• EXERCISE INPUTS:
━━━

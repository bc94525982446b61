/*
 * Copyright © 2025, United States Government, as represented by the Administrator of
 * the National Aeronautics and Space Administration. All rights reserved.
 *
 * The “ODIN” software is licensed under the Apache License, Version 2.0 (the "License");
 * you may not use this file except in compliance with the License. You may obtain a copy
 * of the License at http://www.apache.org/licenses/LICENSE-2.0.
 *
 * Unless required by applicable law or agreed to in writing, software distributed under
 * the License is distributed on an "AS IS" BASIS, WITHOUT WARRANTIES OR CONDITIONS OF ANY KIND,
 * either express or implied. See the License for the specific language governing permissions
 * and limitations under the License.
 */
#![allow(unused)]


use chrono::{DateTime, Duration, Utc};
use serde_json::{Value, json};
use odin_signalk::{
    config::PreferredPaths,
    delta::PathValue,
    model::{Aircraft, TargetType, TrackedEntity, TypedTarget, Vessel},
    updater::{UpdateContext, update_aircraft, update_typed_target, update_vessel},
};

const AIS_ID: &str = "vessels.urn:mrn:imo:mmsi:366982330";

fn t0 ()->DateTime<Utc> { "2025-06-01T12:00:00Z".parse().unwrap() }

fn pv (path: &str, value: Value)->PathValue { PathValue::new( path, value) }

fn pos (lon: f64, lat: f64)->Value { json!({"longitude": lon, "latitude": lat}) }

fn ctx<'a> (preferred: &'a PreferredPaths, now: DateTime<Utc>)->UpdateContext<'a> {
    UpdateContext { preferred, max_track: 20, now }
}

#[test]
fn test_vessel_position_and_track () {
    println!("--- testing vessel position and track");
    let pref = PreferredPaths::default();
    let mut v = Vessel::new( AIS_ID, t0());
    assert!( !v.position_received());

    assert!( update_vessel( &mut v, &pv( "navigation.position", pos( -122.4, 37.8)), false, &ctx( &pref, t0())));
    assert!( v.position_received());
    assert_eq!( v.track.last_segment().unwrap().len(), 1);

    // identical position: no new track point, but last_updated is refreshed
    let t1 = t0() + Duration::seconds(10);
    assert!( update_vessel( &mut v, &pv( "navigation.position", pos( -122.4, 37.8)), false, &ctx( &pref, t1)));
    assert_eq!( v.track.last_segment().unwrap().len(), 1);
    assert_eq!( v.last_updated(), t1);

    // one coordinate differs
    update_vessel( &mut v, &pv( "navigation.position", pos( -122.4, 37.9)), false, &ctx( &pref, t1));
    assert_eq!( v.track.last_segment().unwrap().len(), 2);

    // null does not remove a known position
    assert!( !update_vessel( &mut v, &pv( "navigation.position", Value::Null), false, &ctx( &pref, t1)));
    assert!( v.position.is_some());
}

#[test]
fn test_track_bounds () {
    println!("--- testing track bounds");
    let pref = PreferredPaths::default();
    let mut v = Vessel::new( AIS_ID, t0());

    for i in 0..25 {
        update_vessel( &mut v, &pv( "navigation.position", pos( -122.0 + i as f64 * 0.01, 37.0 + i as f64 * 0.01)), false, &ctx( &pref, t0()));
    }
    let seg = v.track.last_segment().unwrap();
    println!("track: {:?}", seg);
    assert_eq!( v.track.segments().len(), 1);
    assert_eq!( seg.len(), 20);
    assert!( (seg[0].lon() - (-122.0 + 5.0 * 0.01)).abs() < 1e-9); // oldest 5 points dropped
}

#[test]
fn test_self_has_no_track () {
    println!("--- testing self vessel track");
    let pref = PreferredPaths::default();
    let mut v = Vessel::new( "vessels.self", t0());

    update_vessel( &mut v, &pv( "navigation.position", pos( 10.0, 50.0)), true, &ctx( &pref, t0()));
    update_vessel( &mut v, &pv( "navigation.position", pos( 10.1, 50.1)), true, &ctx( &pref, t0()));
    assert!( v.position_received());
    assert!( v.track.is_empty());
}

#[test]
fn test_vessel_fields () {
    println!("--- testing vessel field mapping");
    let pref = PreferredPaths::default();
    let t1 = t0() + Duration::seconds(1);
    let mut v = Vessel::new( AIS_ID, t0());

    assert!( update_vessel( &mut v, &pv( "", json!({"name": "Wanderer", "mmsi": 366982330})), false, &ctx( &pref, t0())));
    assert_eq!( v.name.as_deref(), Some("Wanderer"));
    assert_eq!( v.mmsi.as_deref(), Some("366982330"));

    assert!( update_vessel( &mut v, &pv( "navigation.speedOverGround", json!(3.2)), false, &ctx( &pref, t0())));
    assert_eq!( v.sog, Some(3.2));

    // wrong type is ignored and does not count as update
    assert!( !update_vessel( &mut v, &pv( "navigation.speedOverGround", json!("fast")), false, &ctx( &pref, t1)));
    assert_eq!( v.sog, Some(3.2));
    assert_eq!( v.last_updated(), t0());

    // null clears
    assert!( update_vessel( &mut v, &pv( "navigation.speedOverGround", Value::Null), false, &ctx( &pref, t1)));
    assert_eq!( v.sog, None);
    assert_eq!( v.last_updated(), t1);

    // unknown paths are not an update
    let t2 = t1 + Duration::seconds(1);
    assert!( !update_vessel( &mut v, &pv( "propulsion.main.revolutions", json!(20)), false, &ctx( &pref, t2)));
    assert_eq!( v.last_updated(), t1);

    update_vessel( &mut v, &pv( "communication.callsignVhf", json!("WDF1234")), false, &ctx( &pref, t2));
    update_vessel( &mut v, &pv( "navigation.state", json!("motoring")), false, &ctx( &pref, t2));
    update_vessel( &mut v, &pv( "steering.autopilot.state", json!("auto")), false, &ctx( &pref, t2));
    update_vessel( &mut v, &pv( "navigation.anchor.position", pos( 10.0, 50.0)), false, &ctx( &pref, t2));
    update_vessel( &mut v, &pv( "navigation.anchor.maxRadius", json!(45.0)), false, &ctx( &pref, t2));
    println!("{v}");
    assert_eq!( v.callsign.as_deref(), Some("WDF1234"));
    assert_eq!( v.state.as_deref(), Some("motoring"));
    assert_eq!( v.autopilot.state.as_deref(), Some("auto"));
    assert_eq!( v.anchor.position.unwrap().lat(), 50.0);
    assert_eq!( v.anchor.max_radius, Some(45.0));
}

#[test]
fn test_course_and_resources () {
    println!("--- testing course, closest approach and resource paths");
    let pref = PreferredPaths::default();
    let mut v = Vessel::new( "vessels.self", t0());

    assert!( update_vessel( &mut v, &pv( "navigation.courseRhumbline.nextPoint.bearingTrue", json!(1.2)), true, &ctx( &pref, t0())));
    assert!( update_vessel( &mut v, &pv( "navigation.courseGreatCircle.crossTrackError", json!(15.0)), true, &ctx( &pref, t0())));
    println!("course: {:?}", v.course);
    assert_eq!( v.course.get("nextPoint.bearingTrue"), Some(&json!(1.2)));
    assert_eq!( v.course.get("crossTrackError"), Some(&json!(15.0)));

    assert!( update_vessel( &mut v, &pv( "navigation.closestApproach", json!({"distance": 500, "timeTo": 60})), true, &ctx( &pref, t0())));
    assert!( v.closest_approach.is_some());

    assert!( update_vessel( &mut v, &pv( "resources.routes.abc", json!({"name": "home"})), true, &ctx( &pref, t0())));
    assert_eq!( v.resource_updates.len(), 1);
    assert_eq!( v.resource_updates[0].path, "resources.routes.abc");
}

#[test]
fn test_heading_resolution () {
    println!("--- testing heading resolution");
    let pref = PreferredPaths::default();
    let mut v = Vessel::new( "vessels.self", t0());

    update_vessel( &mut v, &pv( "navigation.courseOverGroundTrue", json!(0.3)), true, &ctx( &pref, t0()));
    assert_eq!( v.heading, Some(0.3)); // falls back to cog

    update_vessel( &mut v, &pv( "navigation.headingMagnetic", json!(0.5)), true, &ctx( &pref, t0()));
    assert_eq!( v.heading, Some(0.5));

    update_vessel( &mut v, &pv( "navigation.headingTrue", json!(0.6)), true, &ctx( &pref, t0()));
    assert_eq!( v.heading, Some(0.6)); // true before magnetic
}

#[test]
fn test_preferred_paths () {
    println!("--- testing preferred source paths");
    let pref = PreferredPaths {
        heading: Some("navigation.headingMagnetic".to_string()),
        tws: Some("environment.wind.speedOverGround".to_string()),
        twd: Some("environment.wind.angleTrueGround".to_string()),
    };
    let mut v = Vessel::new( "vessels.self", t0());

    update_vessel( &mut v, &pv( "navigation.headingTrue", json!(1.0)), true, &ctx( &pref, t0()));
    assert_eq!( v.heading_true, Some(1.0));
    assert_eq!( v.heading, None);

    update_vessel( &mut v, &pv( "navigation.headingMagnetic", json!(2.0)), true, &ctx( &pref, t0()));
    assert_eq!( v.heading, Some(2.0));

    update_vessel( &mut v, &pv( "environment.wind.speedTrue", json!(5.0)), true, &ctx( &pref, t0()));
    update_vessel( &mut v, &pv( "environment.wind.speedOverGround", json!(6.0)), true, &ctx( &pref, t0()));
    assert_eq!( v.wind.speed_true, Some(5.0));
    assert_eq!( v.wind.sog, Some(6.0));
    assert_eq!( v.wind.tws, Some(6.0));

    update_vessel( &mut v, &pv( "environment.wind.angleTrueGround", json!(0.5)), true, &ctx( &pref, t0()));
    println!("wind: {:?}", v.wind);
    assert_eq!( v.wind.angle_true_ground, Some(0.5));
    assert!( (v.wind.direction.unwrap() - 2.5).abs() < 1e-9);
}

#[test]
fn test_typed_targets () {
    println!("--- testing AtoN and SaR targets");
    let bs_id = "atons.shore.basestations.urn:mrn:imo:mmsi:003669702";
    let mut bs = TypedTarget::aton( bs_id, t0());
    assert_eq!( bs.target_type, TargetType::basestation());

    let mut aton = TypedTarget::aton( "atons.urn:mrn:imo:mmsi:993692028", t0());
    assert!( update_typed_target( &mut aton, &pv( "", json!({"name": "SF Approach", "atonType": {"id": 14, "name": "Beacon, Starboard Hand"}})), t0()));
    assert_eq!( aton.name.as_deref(), Some("SF Approach"));
    assert_eq!( aton.target_type.id, 14);

    assert!( update_typed_target( &mut aton, &pv( "navigation.position", pos( -122.6, 37.7)), t0()));
    assert!( aton.position_received());

    assert!( update_typed_target( &mut aton, &pv( "virtual", json!(true)), t0()));
    assert_eq!( aton.properties.get("virtual"), Some(&json!(true)));

    let mut sar = TypedTarget::sar( "sar.urn:mrn:imo:mmsi:972000001", t0());
    assert_eq!( sar.target_type, TargetType::sar_beacon());
    assert!( update_typed_target( &mut sar, &pv( "communication.callsignVhf", json!("SART1")), t0()));
    assert_eq!( sar.callsign.as_deref(), Some("SART1"));
}

#[test]
fn test_aircraft () {
    println!("--- testing aircraft");
    let pref = PreferredPaths::default();
    let mut a = Aircraft::new( "aircraft.urn:mrn:imo:mmsi:111366981", t0());

    update_aircraft( &mut a, &pv( "navigation.position", pos( -122.0, 37.0)), &ctx( &pref, t0()));
    update_aircraft( &mut a, &pv( "navigation.position", pos( -122.1, 37.1)), &ctx( &pref, t0()));
    update_aircraft( &mut a, &pv( "navigation.courseOverGroundTrue", json!(1.1)), &ctx( &pref, t0()));
    update_aircraft( &mut a, &pv( "navigation.speedOverGround", json!(60.0)), &ctx( &pref, t0()));
    update_aircraft( &mut a, &pv( "navigation.altitude", json!(300)), &ctx( &pref, t0()));

    assert_eq!( a.track.last_segment().unwrap().len(), 2);
    assert_eq!( a.orientation, Some(1.1));
    assert_eq!( a.sog, Some(60.0));
    assert_eq!( a.properties.get("navigation.altitude"), Some(&json!(300)));
}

━━━

• PROBLEM: Include the first line, the line containing "the License is", and every line between them, copied exactly from the material above; output no other line.

• ANSWER SECTION:
repository bc94525982446b61
/*
 * Copyright © 2025, United States Government, as represented by the Administrator of
 * the National Aeronautics and Space Administration. All rights reserved.
 *
 * The “ODIN” software is licensed under the Apache License, Version 2.0 (the "License");
 * you may not use this file except in compliance with the License. You may obtain a copy
 * of the License at http://www.apache.org/licenses/LICENSE-2.0.
 *
 * Unless required by applicable law or agreed to in writing, software distributed under
 * the License is distributed on an "AS IS" BASIS, WITHOUT WARRANTIES OR CONDITIONS OF ANY KIND,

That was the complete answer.